JPH1131838A - Light-collecting type solar cell apparatus - Google Patents

Abstract

PROBLEM TO BE SOLVED: To provide at all times efficient power generation independently of the set attitude of a power generation unit. SOLUTION: In each of power generation units 1A and 1B, a condenser lens and a solar cell, wherein solar light collected with the condenser lens is detected to generating electricity are housed, and the solar cell is moved relative to the condenser lens by a drive motor. The output current of the power generation units 1A and 1B is detected with current detecting resistors 51 and 52, while a computer 81 adjusts relative position between the condenser lens and the solar cent in each or power generation units 1A and 1B, so that a detected output current is maximum.

Description

DETAILED DESCRIPTION OF THE INVENTION

[0001]

BACKGROUND OF THE INVENTION 1. Field of the Invention The present invention relates to a concentrating solar cell device, and more particularly to a solar cell device which is always positioned near a focal point of a converging lens by changing a relative position between the converging lens and the solar cell. The present invention relates to a concentrating solar cell device.

[0002]

2. Description of the Related Art Japanese Patent Application No. 8-357896 proposes a concentrating solar cell device capable of efficiently condensing light on a solar cell by a simple mechanism instead of a conventional tracking mechanism. This device always positions the solar cell near the focal point of the condenser lens by changing the relative position of the condenser lens and the solar cell according to the movement of the sun by the driving mechanism provided in the power generation unit. It is like that.

[0003]

When a power generation unit is installed on a roof of a house or the like, it is often the case that the power generation unit is not placed in a predetermined posture due to an error at the time of installation or the like. Therefore, even if the relative position between the condenser lens and the solar cell is changed according to a pre-programmed procedure by estimating the solar altitude of the installation location or the like, the solar cell may not always come near the focal point of the condenser lens. Therefore, in the above-mentioned prior application, a detection lens having the same shape as the condensing lens is provided, and the position of the condensed spot by the detecting lens is detected by a position sensor or the like having a photodiode arranged in a plane, and the detection result is obtained. The relative position between the condensing lens and the solar cell is corrected according to. However, if the relative position between the condenser lens and the detection lens fluctuates or the detection accuracy of the position sensor is not sufficient, the solar cell may not be able to be reliably positioned at the focal position of the condenser lens. It is necessary to provide a detection lens in addition to the optical lens.

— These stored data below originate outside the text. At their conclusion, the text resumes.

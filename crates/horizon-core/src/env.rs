//! Environment abstraction for deterministic testing.
//!
//! Decouples relay logic from system resources (time, randomness). Tests run
//! against a virtual clock and seeded RNG; production uses the real system.

use std::time::Duration;

use chrono::{DateTime, SecondsFormat, Utc};

/// Abstract environment providing time, randomness, and async primitives.
///
/// # Safety
///
/// Implementations MUST guarantee:
///
/// - `now()` never goes backwards
/// - `random_bytes()` uses cryptographically secure entropy in production
pub trait Environment: Clone + Send + Sync + 'static {
    /// Monotonic instant type.
    ///
    /// Production uses `std::time::Instant`, simulation the tokio virtual
    /// clock.
    type Instant: Copy + Ord + Send + Sync + std::ops::Sub<Output = Duration>;

    /// Current monotonic time. Drives liveness.
    fn now(&self) -> Self::Instant;

    /// Current wall-clock time. Drives token expiry and signature windows.
    fn wall_clock(&self) -> DateTime<Utc>;

    /// Sleeps for the specified duration.
    ///
    /// Only background loops call this.
    fn sleep(&self, duration: Duration) -> impl std::future::Future<Output = ()> + Send;

    /// Fills the provided buffer with random bytes.
    fn random_bytes(&self, buffer: &mut [u8]);

    /// Current wall-clock time as an ISO-8601 string (UTC, microseconds).
    fn iso_timestamp(&self) -> String {
        self.wall_clock().to_rfc3339_opts(SecondsFormat::Micros, true)
    }

    /// Generates a random `u128`.
    ///
    /// Used for token ids.
    fn random_u128(&self) -> u128 {
        let mut bytes = [0u8; 16];
        self.random_bytes(&mut bytes);
        u128::from_be_bytes(bytes)
    }
}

Accordingly, the present invention solves such a problem, and a concentrating solar cell capable of constantly and efficiently generating power without providing a detecting lens or the like regardless of the installation posture of the power generation unit. It is intended to provide a device.

[0005]

In order to achieve the above object, according to the present invention, a condensing lens (6) and a solar cell (4) for generating electricity by receiving sunlight condensed by the condensing lens (6) are provided. ) And a moving drive means (2A, 2A,
2B) and a power generation unit (1A, 1B) incorporating the power generation unit (1A, 1B).
1B) means (51, 52) for detecting the output current, and a power generating unit (1A, 1B) for maximizing the output current.
And a position adjusting means (81) for adjusting the relative position between the condensing lens (6) and the solar cell (4) by the movement driving means (2A, 2B). In addition, the code | symbol in the parenthesis of each said means shows the correspondence with the concrete means described in embodiment mentioned later.

In the present invention, the relative position between the condenser lens and the solar cell in the power generation unit is adjusted so as to maximize the output current, so that even if the installation posture of the power generation unit deviates from the expected posture. Regardless of this, efficient power generation is always performed. Further, since it is not necessary to provide a detection lens or the like other than the condensing lens, it is not necessary to secure an installation space for this and to take the trouble of installation.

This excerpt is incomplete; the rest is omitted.